By Matt McGrath - 07. December 2019
That's the conclusion of the biggest study of its kind, undertaken by conservation group IUCN.Climate change and nutrient pollution are driving the oxygen from our oceans, and threatening many species of fish.
While nutrient run-off has been known for decades, researchers say that climate change is making the lack of oxygen worse.
Around 700 ocean sites are now suffering from low oxygen, compared with 45 in the 1960s.
Researchers say the depletion is threatening species including tuna, marlin and sharks.
The threat to oceans from nutrient run-off of chemicals such as nitrogen and phosphorus from farms and industry has long been known to impact the levels of oxygen in the sea waters and still remains the primary factor, especially closer to coasts.
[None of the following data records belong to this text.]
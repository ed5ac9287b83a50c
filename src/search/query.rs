use crate::error::SearchError;

/// Number of entities returned per page.
pub const PAGE_SIZE: u32 = 5;

/// Appended to the lower bound to form the exclusive upper bound of a prefix
/// range. U+F8FF sorts after most realistic input, but text containing code
/// points above it can miss matches.
pub const HIGH_SENTINEL: char = '\u{f8ff}';

/// A half-open prefix range over a normalized field, optionally resumed after
/// a cursor.
#[derive(Debug, Clone, PartialEq, Eq)]
pub struct PrefixQuery {
    pub field: String,
    pub lower_bound: String,
    pub upper_bound: String,
    pub limit: u32,
    pub after: Option<String>,
}

/// Lower-cases search text the same way stored `*Lower` fields are derived.
pub fn normalize(text: &str) -> String {
    text.to_lowercase()
}

impl PrefixQuery {
    /// Builds `[lower(text), lower(text) + HIGH_SENTINEL)` on `field`.
    pub fn build(field: &str, text: &str, limit: u32) -> Result<Self, SearchError> {
        if text.trim().is_empty() {
            return Err(SearchError::EmptySearchText);
        }

        let lower_bound = normalize(text);
        let mut upper_bound = lower_bound.clone();
        upper_bound.push(HIGH_SENTINEL);

        Ok(Self {
            field: field.to_string(),
            lower_bound,
            upper_bound,
            limit,
            after: None,
        })
    }

    /// Resumes the query strictly after `cursor`. A missing or empty cursor
    /// starts from the beginning of the range.
    pub fn resume_after(mut self, cursor: Option<&str>) -> Self {
        self.after = cursor.filter(|c| !c.is_empty()).map(str::to_string);
        self
    }

    /// Whether a normalized field value falls inside this query's window.
    pub fn matches(&self, value: &str) -> bool {
        let in_range = value >= self.lower_bound.as_str() && value < self.upper_bound.as_str();
        let past_cursor = self.after.as_deref().is_none_or(|after| value > after);
        in_range && past_cursor
    }
}

#[cfg(test)]
mod tests {
    use super::*;

    #[test]
    fn test_build_lowercases_and_appends_sentinel() {
        let query = PrefixQuery::build("usernameLower", "AlI", PAGE_SIZE).unwrap();
        assert_eq!(query.field, "usernameLower");
        assert_eq!(query.lower_bound, "ali");
        assert_eq!(query.upper_bound, "ali\u{f8ff}");
        assert_eq!(query.limit, 5);
        assert!(query.after.is_none());
    }

    #[test]
    fn test_build_rejects_empty_text() {
        for text in ["", "   ", "\t\n"] {
            let err = PrefixQuery::build("titleLower", text, PAGE_SIZE).unwrap_err();
            assert!(matches!(err, SearchError::EmptySearchText), "{text:?}");
        }
    }

    #[test]
    fn test_resume_after_ignores_empty_cursor() {
        let query = PrefixQuery::build("usernameLower", "a", PAGE_SIZE).unwrap();
        assert!(query.clone().resume_after(Some("")).after.is_none());
        assert!(query.clone().resume_after(None).after.is_none());
        assert_eq!(
            query.resume_after(Some("alice")).after.as_deref(),
            Some("alice")
        );
    }

    #[test]
    fn test_matches_prefix_window() {
        let query = PrefixQuery::build("usernameLower", "car", PAGE_SIZE).unwrap();
        assert!(query.matches("car"));
        assert!(query.matches("carol"));
        assert!(query.matches("caroline"));
        assert!(!query.matches("ca"));
        assert!(!query.matches("cas"));
        assert!(!query.matches("bob"));
    }

    #[test]
    fn test_matches_respects_cursor() {
        let query = PrefixQuery::build("usernameLower", "car", PAGE_SIZE)
            .unwrap()
            .resume_after(Some("carol"));
        assert!(!query.matches("car"));
        assert!(!query.matches("carol"));
        assert!(query.matches("caroline"));
    }
}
However, in recent years the threat from climate change has increased.
As more carbon dioxide is released enhancing the greenhouse effect, much of the heat is absorbed by the oceans. In turn, this warmer water can hold less oxygen. The scientists estimate that between 1960 and 2010, the amount of the gas dissolved in the oceans declined by 2%.
That may not seem like much as it is a global average, but in some tropical locations the loss can range up to 40%.
Even small changes can impact marine life in a significant way. So waters with less oxygen favour species such as jellyfish, but not so good for bigger, fast-swimming species like tuna.
Marlin and school of Sardines - Image copyright IUCN
"We have known about de-oxygenation but we haven't known the linkages to climate change and this is really worrying," said Minna Epps from IUCN.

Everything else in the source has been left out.